Researchers in Canada had previously attached a smaller, prototype CO2 sensor to an underwater drone in the Labrador Sea but found it did not yet meet the targets for ocean acidification observations.
"The tests showed that the glider sensor worked in a remote-harsh environment but needed more development,'' Nicolai von Oppeln-Bronikowski, glider program manager with the Ocean Frontier Institute at Memorial University of Newfoundland, said in an email.

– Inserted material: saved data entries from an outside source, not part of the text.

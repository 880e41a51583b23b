//! Console output for orchestration runs.
//!
//! ## Debug Levels
//!
//! - `Minimal`: Only errors and the final result line
//! - `Normal`: Phase changes and task progress (default)
//! - `Verbose`: Adds executor messages and retry notices
//! - `Debug`: Adds internal state dumps

use crate::models::{DebugLevel, TaskStats, WorkflowPhase};
use colored::Colorize;

/// Output handler that respects debug levels.
#[derive(Debug, Clone)]
pub struct SwarmOutput {
    level: DebugLevel,
}

impl Default for SwarmOutput {
    fn default() -> Self {
        Self::new(DebugLevel::Normal)
    }
}

impl SwarmOutput {
    pub fn new(level: DebugLevel) -> Self {
        Self { level }
    }

    pub fn level(&self) -> DebugLevel {
        self.level
    }

    /// Print a phase header (shown at Normal and above).
    pub fn phase(&self, phase: WorkflowPhase) {
        if self.level.is_normal() {
            println!(
                "\n{} {}",
                "▶".bright_cyan(),
                phase.to_string().bright_white().bold()
            );
        }
    }

    /// Print a status message within a phase (shown at Normal and above).
    pub fn status(&self, message: &str) {
        if self.level.is_normal() {
            println!("  {} {}", "•".bright_black(), message);
        }
    }

    pub fn phase_complete(&self, message: &str) {
        if self.level.is_normal() {
            println!("  {} {}", "✓".bright_green(), message.green());
        }
    }

    pub fn list_item(&self, message: &str) {
        if self.level.is_normal() {
            println!("    {} {}", "─".bright_black(), message);
        }
    }

    pub fn task_start(&self, task_id: &str, role: &str) {
        if self.level.is_normal() {
            println!("  {} {} ({})", "→".bright_blue(), task_id.cyan(), role);
        }
    }

    pub fn task_complete(&self, task_id: &str, success: bool) {
        if self.level.is_normal() {
            if success {
                println!("  {} {} completed", "✓".bright_green(), task_id.green());
            } else {
                println!("  {} {} failed", "✗".bright_red(), task_id.red());
            }
        }
    }

    /// Print an executor result message (shown at Verbose and above).
    pub fn executor_message(&self, message: &str) {
        if self.level.is_verbose() && !message.trim().is_empty() {
            println!("     {} {}", "←".green(), message.trim().bright_black());
        }
    }

    /// Print a JSON value (shown at Debug only).
    pub fn debug_json(&self, context: &str, value: &serde_json::Value) {
        if self.level.is_debug() {
            println!("  {} [{}]", "🐛".bright_yellow(), context.bright_black());
            if let Ok(pretty) = serde_json::to_string_pretty(value) {
                for line in pretty.lines() {
                    println!("       {}", line.bright_black());
                }
            }
        }
    }

    pub fn debug(&self, context: &str, message: &str) {
        if self.level.is_debug() {
            println!(
                "  {} [{}] {}",
                "🐛".bright_yellow(),
                context.bright_black(),
                message
            );
        }
    }

    /// Print an error (always shown).
    pub fn error(&self, message: &str) {
        eprintln!("{} {}", "✗ Error:".bright_red().bold(), message);
    }

    pub fn warn(&self, message: &str) {
        if self.level.is_normal() {
            println!("{} {}", "⚠".bright_yellow(), message.yellow());
        }
    }

    /// Print a success message (always shown).
    pub fn success(&self, message: &str) {
        println!("{} {}", "✓".bright_green(), message.green());
    }

    pub fn banner(&self) {
        if self.level.is_normal() {
            println!(
                "{}",
                r#"
  ____
 / ___|_      ____ _ _ __ _ __ ___
 \___ \ \ /\ / / _` | '__| '_ ` _ \
  ___) \ V  V / (_| | |  | | | | | |
 |____/ \_/\_/ \__,_|_|  |_| |_| |_|
"#
                .cyan()
            );
            println!("{}", "Multi-Agent Build Orchestrator".bright_white());
            println!();
        }
    }

    /// Print the final summary. Minimal prints a single line.
    pub fn summary(&self, request_id: &str, stats: &TaskStats, success: bool) {
        if self.level.is_minimal() {
            if success {
                println!("✓ Complete: {}/{} tasks", stats.completed, stats.total);
            } else {
                println!(
                    "✗ Incomplete: {}/{} tasks ({} flagged)",
                    stats.completed, stats.total, stats.validation_required
                );
            }
            return;
        }

        println!();
        println!("{}", "─".repeat(50).bright_black());
        println!("  Request {}", request_id.cyan());
        if success {
            println!(
                "{} {} tasks completed",
                "✓".bright_green(),
                stats.completed.to_string().green()
            );
        } else {
            println!(
                "{} {}/{} tasks completed, {} require validation, {} failed",
                "⚠".bright_yellow(),
                stats.completed,
                stats.total,
                stats.validation_required,
                stats.failed
            );
        }
        println!("{}", "─".repeat(50).bright_black());
    }
}
//! Artifact and handoff records kept by the ledger.

use super::task::AgentRole;
use chrono::{DateTime, Utc};
use serde::{Deserialize, Serialize};
use std::collections::HashMap;
use std::path::PathBuf;

/// Kind of artifact a task can publish.
#[derive(Debug, Clone, Copy, PartialEq, Eq, Hash, Serialize, Deserialize)]
#[serde(rename_all = "lowercase")]
pub enum ArtifactType {
    Schema,
    Interface,
    Endpoint,
    Component,
    Test,
    Documentation,
}

impl ArtifactType {
    /// Workspace subdirectory holding artifacts of this type (`<type>s`).
    pub fn directory(&self) -> &'static str {
        match self {
            ArtifactType::Schema => "schemas",
            ArtifactType::Interface => "interfaces",
            ArtifactType::Endpoint => "endpoints",
            ArtifactType::Component => "components",
            ArtifactType::Test => "tests",
            ArtifactType::Documentation => "documentations",
        }
    }

    /// Whether raw content is mirrored next to the JSON sidecar.
    pub fn stores_raw_content(&self) -> bool {
        !matches!(self, ArtifactType::Documentation)
    }
}

impl std::fmt::Display for ArtifactType {
    fn fmt(&self, f: &mut std::fmt::Formatter<'_>) -> std::fmt::Result {
        let name = match self {
            ArtifactType::Schema => "schema",
            ArtifactType::Interface => "interface",
            ArtifactType::Endpoint => "endpoint",
            ArtifactType::Component => "component",
            ArtifactType::Test => "test",
            ArtifactType::Documentation => "documentation",
        };
        f.write_str(name)
    }
}

/// An artifact before the ledger assigns its id and timestamp.
#[derive(Debug, Clone, PartialEq)]
pub struct NewArtifact {
    pub artifact_type: ArtifactType,
    pub name: String,
    pub path: String,
    pub content: String,
    pub metadata: HashMap<String, serde_json::Value>,
    pub produced_by: AgentRole,
    pub consumed_by: Vec<AgentRole>,
}

impl NewArtifact {
    pub fn new(
        artifact_type: ArtifactType,
        name: impl Into<String>,
        content: impl Into<String>,
        produced_by: AgentRole,
    ) -> Self {
        let name = name.into();
        Self {
            artifact_type,
            path: name.clone(),
            name,
            content: content.into(),
            metadata: HashMap::new(),
            produced_by,
            consumed_by: Vec::new(),
        }
    }

    #[must_use]
    pub fn with_path(mut self, path: impl Into<String>) -> Self {
        self.path = path.into();
        self
    }

    #[must_use]
    pub fn with_metadata(mut self, key: impl Into<String>, value: serde_json::Value) -> Self {
        self.metadata.insert(key.into(), value);
        self
    }

    #[must_use]
    pub fn consumed_by(mut self, role: AgentRole) -> Self {
        if !self.consumed_by.contains(&role) {
            self.consumed_by.push(role);
        }
        self
    }
}

/// A published, immutable artifact.
#[derive(Debug, Clone, Serialize, Deserialize, PartialEq)]
#[serde(rename_all = "camelCase")]
pub struct Artifact {
    pub id: String,
    #[serde(rename = "type")]
    pub artifact_type: ArtifactType,
    pub name: String,
    pub path: String,
    pub content: String,
    #[serde(default)]
    pub metadata: HashMap<String, serde_json::Value>,
    pub produced_by: AgentRole,
    #[serde(default, skip_serializing_if = "Vec::is_empty")]
    pub consumed_by: Vec<AgentRole>,
    pub timestamp: DateTime<Utc>,
}

impl Artifact {
    /// Check whether `role` is listed as a consumer.
    pub fn is_consumed_by(&self, role: &AgentRole) -> bool {
        self.consumed_by.contains(role)
    }
}

/// A grouped reference from one role to another over a set of artifacts.
#[derive(Debug, Clone, Serialize, Deserialize, PartialEq)]
#[serde(rename_all = "camelCase")]
pub struct Handoff {
    pub id: String,
    pub from_role: AgentRole,
    pub to_role: AgentRole,
    pub artifacts: Vec<Artifact>,
    #[serde(default, skip_serializing_if = "Option::is_none")]
    pub message: Option<String>,
    pub timestamp: DateTime<Utc>,
}

/// Serialized snapshot of a ledger.
#[derive(Debug, Clone, Serialize, Deserialize, PartialEq, Default)]
pub struct Manifest {
    pub artifacts: Vec<Artifact>,
    #[serde(default)]
    pub handoffs: Vec<Handoff>,
}

/// Tenant and build that scope a workspace.
#[derive(Debug, Clone, Serialize, Deserialize, PartialEq, Eq, Hash)]
#[serde(rename_all = "camelCase")]
pub struct IsolationContext {
    pub user_id: String,
    pub project_id: String,
    pub build_request_id: String,
}

impl IsolationContext {
    pub fn new(
        user_id: impl Into<String>,
        project_id: impl Into<String>,
        build_request_id: impl Into<String>,
    ) -> Self {
        Self {
            user_id: user_id.into(),
            project_id: project_id.into(),
            build_request_id: build_request_id.into(),
        }
    }

    /// `solutions/users/<user>/projects/<project>/builds/<build>`, relative.
    pub fn build_dir(&self) -> PathBuf {
        PathBuf::from("solutions")
            .join("users")
            .join(&self.user_id)
            .join("projects")
            .join(&self.project_id)
            .join("builds")
            .join(&self.build_request_id)
    }
}
/// Validate a path configuration value.
fn validate_path(field: &str, path: &str) -> Result<(), ValidationError> {
    if path.is_empty() {
        return Err(ValidationError::new(field, format!("{} cannot be empty", field))
            .with_suggestion(format!("Set SWARM_{} to a valid path", field.to_uppercase())));
    }

    if path.chars().any(|c| c.is_control()) {
        return Err(ValidationError::new(
            field,
            format!("{} contains invalid control characters", field),
        )
        .with_suggestion("Use only printable characters in paths"));
    }

    if path.len() > 4096 {
        return Err(ValidationError::new(
            field,
            format!("{} is too long ({} chars)", field, path.len()),
        )
        .with_suggestion("Path should be under 4096 characters"));
    }

    Ok(())
}

/// Builder for SwarmConfig with fluent API.
#[derive(Debug, Clone, Default)]
pub struct SwarmConfigBuilder {
    config: SwarmConfig,
}

impl SwarmConfigBuilder {
    pub fn telemetry(mut self, telemetry: TelemetryConfig) -> Self {
        self.config.telemetry = telemetry;
        self
    }

    pub fn max_retries(mut self, retries: u32) -> Self {
        self.config.retry.max_retries = retries;
        self
    }

    pub fn backoff_base_ms(mut self, millis: u64) -> Self {
        self.config.retry.backoff_base_ms = millis;
        self
    }

    pub fn backoff_strategy(mut self, strategy: BackoffStrategy) -> Self {
        self.config.retry.strategy = strategy;
        self
    }

    pub fn task_timeout_secs(mut self, secs: u64) -> Self {
        self.config.task_timeout_secs = Some(secs);
        self
    }

    pub fn base_path(mut self, path: impl Into<String>) -> Self {
        self.config.base_path = path.into();
        self
    }

    pub fn adr_dir(mut self, path: impl Into<String>) -> Self {
        self.config.adr_dir = path.into();
        self
    }

    pub fn plan_mode(mut self, mode: PlanMode) -> Self {
        self.config.plan_mode = mode;
        self
    }

    pub fn debug_level(mut self, level: DebugLevel) -> Self {
        self.config.debug_level = level;
        self
    }

    pub fn deployment(mut self, deployment: DeploymentConfig) -> Self {
        self.config.deployment = Some(deployment);
        self
    }

    /// Build the configuration, validating it first.
    pub fn build(self) -> Result<SwarmConfig, ValidationError> {
        self.config.validate()?;
        Ok(self.config)
    }

    /// Build the configuration without validation.
    pub fn build_unchecked(self) -> SwarmConfig {
        self.config
    }
}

The two teams are "using two different types of sensors to solve the same issue, and it's always good to have two different options," Hauri said.
Wealth of data
There is no GPS unit inside the underwater autonomous drone. Instead, after being programmed, it heads out on its own to cruise the ocean according to the navigation directions — knowing how far to go down in the water column, when to sample, and when to surface and send a locator signal so it can be retrieved.
As the drone tests were underway, the U.S. research vessel Sikuliaq, owned by the National Science Foundation and operated by the University of Alaska Fairbanks, conducted its own two-week mission in the gulf to take carbon and pH samples as part of ongoing work each spring, summer and fall.
Those methods are limited to collecting samples from a fixed point, while the glider will be able to roam all over the ocean and provide researchers with a wealth of data on the ocean's chemical makeup.
The vision is to one day have a fleet of robotic gliders operating in oceans across the globe, providing a real-time glimpse of current conditions and a way to better predict the future.